Melinda Gates: Saving children, stopping rotavirus

Today a lot of people (including us at ONE) are celebrating the big news– via The Lancet– that two sets of clinical trials in Asia and Africa showed that new rotavirus vaccines can significantly reduce child deaths. Among those celebrating: Melinda Gates.

You might recall last October, Melinda Gates talked a bit about rotavirus in the Gates’ “Impatient Optimists” presentation:

Today she took to the Foundation Blog to write a bit more about the disease:

Knowing that we have simple, cost-effective ways to prevent something that rarely kills children in the developed world breaks my heart.

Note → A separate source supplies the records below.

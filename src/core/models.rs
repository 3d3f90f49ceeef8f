use chrono::{
    DateTime,
    Utc,
};
use serde::{
    Deserialize,
    Serialize,
};
use uuid::Uuid;

#[derive(Debug, Clone, Copy, PartialEq, Eq, Serialize, Deserialize)]
#[serde(rename_all = "lowercase")]
pub enum TableType {
    Vocabulary,
    Grammar,
}

impl TableType {
    pub fn display_name(&self) -> &'static str {
        match self {
            TableType::Vocabulary => "單字",
            TableType::Grammar => "語法",
        }
    }
}

/// One source/target pair. Owned by exactly one table, so deleting
/// the table drops its items with it.
#[derive(Debug, Clone, Serialize, Deserialize)]
pub struct StudyItem {
    pub id: Uuid,
    pub source: String, // Japanese text
    pub target: String, // Chinese translation
    pub created_at: DateTime<Utc>,
}

impl StudyItem {
    pub fn new(source: impl Into<String>, target: impl Into<String>) -> Self {
        Self {
            id: Uuid::new_v4(),
            source: source.into(),
            target: target.into(),
            created_at: Utc::now(),
        }
    }

    pub fn has_content(&self) -> bool {
        !self.source.is_empty() && !self.target.is_empty()
    }
}

#[derive(Debug, Clone, Serialize, Deserialize)]
pub struct StudyTable {
    pub id: Uuid,
    pub title: String,
    pub table_type: TableType,
    pub created_at: DateTime<Utc>,
    pub updated_at: DateTime<Utc>,
    items: Vec<StudyItem>, // Ordered by creation time
}

impl StudyTable {
    pub fn new(title: impl Into<String>, table_type: TableType) -> Self {
        let now = Utc::now();
        Self {
            id: Uuid::new_v4(),
            title: title.into(),
            table_type,
            created_at: now,
            updated_at: now,
            items: Vec::new(),
        }
    }

    pub fn items(&self) -> &[StudyItem] {
        &self.items
    }

    pub fn item_count(&self) -> usize {
        self.items.len()
    }

    /// Appends a new item and refreshes `updated_at`.
    pub fn add_item(&mut self, source: impl Into<String>, target: impl Into<String>) -> Uuid {
        let item = StudyItem::new(source, target);
        let id = item.id;
        self.items.push(item);
        self.touch();
        id
    }

    pub fn remove_item(&mut self, item_id: Uuid) -> bool {
        let before = self.items.len();
        self.items.retain(|item| item.id != item_id);
        let removed = self.items.len() != before;
        if removed {
            self.touch();
        }
        removed
    }

    pub fn update_item(
        &mut self,
        item_id: Uuid,
        source: Option<String>,
        target: Option<String>,
    ) -> bool {
        let Some(item) = self.items.iter_mut().find(|item| item.id == item_id) else {
            return false;
        };

        if let Some(source) = source {
            item.source = source;
        }
        if let Some(target) = target {
            item.target = target;
        }
        self.touch();
        true
    }

    pub fn touch(&mut self) {
        self.updated_at = Utc::now();
    }
}

/// Normalized text region, top-left origin with y growing downward.
#[derive(Debug, Clone, Copy, PartialEq, Default)]
pub struct BoundingBox {
    pub x: f32,
    pub y: f32,
    pub width: f32,
    pub height: f32,
}

impl BoundingBox {
    pub fn new(x: f32, y: f32, width: f32, height: f32) -> Self {
        Self { x, y, width, height }
    }
}

/// A single OCR result. Ephemeral: only entries the user accepts in the
/// edit step ever become StudyItems.
#[derive(Debug, Clone)]
pub struct RecognizedItem {
    pub id: Uuid,
    pub text: String,
    pub confidence: f32, // [0, 1]
    pub bounding_box: BoundingBox,
    pub translation: String,
    pub selected: bool,
}

impl RecognizedItem {
    pub fn new(text: impl Into<String>, confidence: f32, bounding_box: BoundingBox) -> Self {
        Self {
            id: Uuid::new_v4(),
            text: text.into(),
            confidence,
            bounding_box,
            translation: String::new(),
            selected: true,
        }
    }
}

#[derive(Debug, Clone, Copy, Serialize, Deserialize)]
pub struct SessionSettings {
    pub show_source_first: bool,
    pub shuffle: bool,
    pub review_only: bool,
}

impl Default for SessionSettings {
    fn default() -> Self {
        Self { show_source_first: true, shuffle: true, review_only: false }
    }
}

/// One drill run. Never persisted; discarded when the run ends.
#[derive(Debug, Clone)]
pub struct StudySession {
    pub id: Uuid,
    pub table_ids: Vec<Uuid>,
    pub items: Vec<StudyItem>,
    pub start_time: DateTime<Utc>,
    pub end_time: Option<DateTime<Utc>>,
    pub settings: SessionSettings,
}

impl StudySession {
    pub fn new(table_ids: Vec<Uuid>, items: Vec<StudyItem>, settings: SessionSettings) -> Self {
        Self {
            id: Uuid::new_v4(),
            table_ids,
            items,
            start_time: Utc::now(),
            end_time: None,
            settings,
        }
    }
}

Let’s face it – no one likes talking about diarrhea. But we should be doing just that because we have the opportunity to save 4,000 children’s lives every day by preventing diarrhea-related illnesses. We have the tools to combat diarrheal disease and the fatal dehydration it can cause – and it’s my goal to see them used in much higher numbers than they are today.

While deaths from diarrhea have decreased globally due to vaccines, antibiotics, oral rehydration therapy, and improved water and sanitation, diarrheal diseases remain the second-leading cause of childhood death. Each year, diarrhea causes more than 1.5 million deaths in children under 5—nearly all of whom live in low-income countries.

Rotavirus is the most common cause of severe diarrheal disease in children worldwide and is responsible for the deaths of more than 500,000 children each year. The rotavirus vaccine, common in the US and other developed countries, has been introduced in a few developing countries, and we hope that it will soon be available in many more.